§ **DATA SECTION**

=== Section Start ===

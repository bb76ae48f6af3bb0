//! The container (cargo space) being loaded.

use crate::error::{Error, Result};
use crate::geometry::{Cuboid, EPSILON};
use nalgebra::Vector3;

#[cfg(feature = "serde")]
use serde::{Deserialize, Serialize};

/// Share of the nominal cargo space that is usable for loading.
pub const EFFICIENCY_FACTOR: f64 = 0.8;

/// Share of the width that belongs to the large section.
pub const SECTION_RATIO: f64 = 0.7;

/// x coordinate splitting a width into a `ratio` share and the rest,
/// floored to whole units.
pub fn split_width(width: f64, ratio: f64) -> f64 {
    (width * ratio).floor()
}

/// A container with its origin at the door's bottom-left corner.
///
/// `y = 0` is the door (exit) and `y = length` the back wall.
#[derive(Debug, Clone, PartialEq)]
#[cfg_attr(feature = "serde", derive(Serialize, Deserialize))]
pub struct Container {
    /// Dimensions (width, length, height).
    dimensions: Vector3<f64>,
}

impl Container {
    /// Creates a container with the given usable dimensions.
    pub fn new(width: f64, length: f64, height: f64) -> Result<Self> {
        if ![width, length, height]
            .iter()
            .all(|d| d.is_finite() && *d > 0.0)
        {
            return Err(Error::InvalidContainer(format!(
                "All dimensions must be positive (got {} x {} x {})",
                width, length, height
            )));
        }

        Ok(Self {
            dimensions: Vector3::new(width, length, height),
        })
    }

    /// Creates a container from a nominal size scaled by [`EFFICIENCY_FACTOR`].
    pub fn from_nominal(width: f64, length: f64, height: f64) -> Result<Self> {
        Self::new(
            width * EFFICIENCY_FACTOR,
            length * EFFICIENCY_FACTOR,
            height * EFFICIENCY_FACTOR,
        )
    }

    /// Returns the dimensions (width, length, height).
    pub fn dimensions(&self) -> &Vector3<f64> {
        &self.dimensions
    }

    /// Returns the width.
    pub fn width(&self) -> f64 {
        self.dimensions.x
    }

    /// Returns the length (door to back wall).
    pub fn length(&self) -> f64 {
        self.dimensions.y
    }

    /// Returns the height.
    pub fn height(&self) -> f64 {
        self.dimensions.z
    }

    /// Returns the volume.
    pub fn volume(&self) -> f64 {
        self.dimensions.x * self.dimensions.y * self.dimensions.z
    }

    /// Returns the x coordinate splitting the large and small sections.
    pub fn section_boundary(&self) -> f64 {
        split_width(self.width(), SECTION_RATIO)
    }

    /// Checks whether a box lies entirely inside the container.
    pub fn contains(&self, cuboid: &Cuboid) -> bool {
        let max = cuboid.max();
        cuboid.min.x >= -EPSILON
            && cuboid.min.y >= -EPSILON
            && cuboid.min.z >= -EPSILON
            && max.x <= self.dimensions.x + EPSILON
            && max.y <= self.dimensions.y + EPSILON
            && max.z <= self.dimensions.z + EPSILON
    }
}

=== Section End ===

§ **TRY IT**
Set every line down again exactly. Begin with the first line of the entries and finish with the line containing "Returns the width.".

§ **YOUR RESPONSE**
repository bb76ae48f6af3bb0
//! The container (cargo space) being loaded.

use crate::error::{Error, Result};
use crate::geometry::{Cuboid, EPSILON};
use nalgebra::Vector3;

#[cfg(feature = "serde")]
use serde::{Deserialize, Serialize};

/// Share of the nominal cargo space that is usable for loading.
pub const EFFICIENCY_FACTOR: f64 = 0.8;

/// Share of the width that belongs to the large section.
pub const SECTION_RATIO: f64 = 0.7;

/// x coordinate splitting a width into a `ratio` share and the rest,
/// floored to whole units.
pub fn split_width(width: f64, ratio: f64) -> f64 {
    (width * ratio).floor()
}

/// A container with its origin at the door's bottom-left corner.
///
/// `y = 0` is the door (exit) and `y = length` the back wall.
#[derive(Debug, Clone, PartialEq)]
#[cfg_attr(feature = "serde", derive(Serialize, Deserialize))]
pub struct Container {
    /// Dimensions (width, length, height).
    dimensions: Vector3<f64>,
}

impl Container {
    /// Creates a container with the given usable dimensions.
    pub fn new(width: f64, length: f64, height: f64) -> Result<Self> {
        if ![width, length, height]
            .iter()
            .all(|d| d.is_finite() && *d > 0.0)
        {
            return Err(Error::InvalidContainer(format!(
                "All dimensions must be positive (got {} x {} x {})",
                width, length, height
            )));
        }

        Ok(Self {
            dimensions: Vector3::new(width, length, height),
        })
    }

    /// Creates a container from a nominal size scaled by [`EFFICIENCY_FACTOR`].
    pub fn from_nominal(width: f64, length: f64, height: f64) -> Result<Self> {
        Self::new(
            width * EFFICIENCY_FACTOR,
            length * EFFICIENCY_FACTOR,
            height * EFFICIENCY_FACTOR,
        )
    }

    /// Returns the dimensions (width, length, height).
    pub fn dimensions(&self) -> &Vector3<f64> {
        &self.dimensions
    }

    /// Returns the width.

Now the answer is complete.